Franco praised Cage’s conscientiousness regarding Franco’s method acting.

“Nic certainly was very conscientious about all [my] needs as an actor at the time. I fancied myself pretty intense. But he was into that. So he allowed me to do all that weird actor stuff. But also on the research side of it, I was playing a male prostitute so I wanted to go meet male prostitutes. And [Nic] also wanted to meet male prostitutes.”

For Cage and Franco, meeting male prositutes was not as simple as it seemed.

“The problem was [Nic] wanted to do it undercover. I was just the guy who had been on this TV show, that I guess hadn’t hit New Orleans, so nobody recognized me. But Nic Cage, when he wanted to go undercover, he had to do it with like seven other people. So we went to this like 200-year-old bar… and I would bring the prostitutes in there as he would sit in the shadows. It was a great experience.”

The Spider-Man trilogy and Franco’s role in the franchise was the next topic of discussion. Reflecting on the experience, Franco seemed grateful because filming “Spider-Man 3” led Franco to make his decision to return to school.

While studying at various institutions across the country, Franco took time out to shoot the stoner action- comedy “Pineapple Express,” which saw him reunited with “Freaks and Geeks” alumni Judd Apatow and Seth Rogen.

“Initially I just assumed they wanted me to play the Dale role, Seth’s role, because he was the guy with the girlfriend. I remember reading it and there were these jokes throughout where Saul kept getting kicked or hit in the balls, and for some reason that clicked with me — I could really play that. So we went to lunch and I said, ‘I love the script but Seth gets to play the role that I want to play.’ And then they said that, you know, ‘What’s crazy is that right before you got here we had this conversation that it would be a crazy thing if you actually played the dealer role.’ And I said, ‘Great, sounds good to me!’” Franco said.

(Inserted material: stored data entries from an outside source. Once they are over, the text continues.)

macro_rules! left_assoc_op {
    ($n:ident = $ds:ident (($($op:tt),+) $_:ident)*;) => {
        fn $n(&mut self) -> ParseResult<Option<ast::Expr>> {
            if let Some(mut e) = self.$ds()? {
                while let Some(op) = self.match_n(&[$(token![$op]),+]) {
                    e = ast::Expr::BinaryOp {
                        op: op.tt.try_into().unwrap(),
                        left: Box::new(e),
                        right: self.$ds()?
                            .map(Box::new)
                            .ok_or_else(|| ParseErr::ExpectedExpr.at_range(self.peek_loc()))?
                    };
                }

                Ok(Some(e))
            } else {
                Ok(None)
            }
        }
    };
}
macro_rules! left_assoc_rules {
    ($($n:ident = $ds:ident (($($op:tt),+) $_:ident)*;)+) => {
        $(
            left_assoc_op! { $n = $ds (($($op),+) $_)*; }
        )+
    };
}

Franco explained that “Pineapple Express” really changed his approach to movies and reinvigorated his passion for making them.

“Before then, making movies was kind of painful. I went to like ‘the tortured actor place’ and I got to the point where I didn’t want to do it,” Franco said.

Quickly touching on several later films in Franco’s career, from “Milk” to “Eat Pray Love,” Maltin then asked Franco to explain his reasoning behind his decision to work on the long-running soap opera, “General Hospital.”

“I was talking to my artist friend and we were talking about doing another movie where I was going to play a character that was formerly on a soap opera. Then I was walking on the street and then somehow it came up that I should just really do a soap opera. Not for preparation though. You don’t need to have been on a soap opera to play a soap opera actor, or murder someone to you play a murderer. It was just the idea of being on a soap opera seemed really cool,” Franco elaborated.

Concluding the retrospective, Franco discussed the secret method behind his Oscar-nominated performance in Danny Boyle’s “127 Hours.”

“One thing we found doing the movie is that we could do these very long takes. You can shoot for like 20 minutes, and we did sometimes,” Franco said. The actor recalled one scene where a boulder had just fallen on his character’s hand and he had to try and dislodge it.

“Danny said just do it. And I said, I’m gonna get beat up and then he said, yeah you better. And when he said cut, it had been 22 minutes of me beating myself up against that boulder. But we realized, ‘wow, that’s the way to do these scenes.’ Just really do these things that Aron Ralston really did, short of cutting my own arm off.  Sometimes it would take me 10-15 minutes to actually do it, and at that point I wasn’t really thinking about the character. I was just doing it and really becoming frustrated,” Franco said.

After recapping Franco’s rather incredible career, the night ended with Maltin handing the microphone over to Seth Rogen onstage to present Franco with the award.
Best-Selling Author. Soap Opera Star. Grad Student. Oscar-Nominated Actor. Oscar Co-Host. It truly seems like there’s nothing Franco can’t do. With Franco next helming an adaptation of William Faulkner’s As I Lay Dying, one can’t help but question where Franco’s many talents will ptake him next.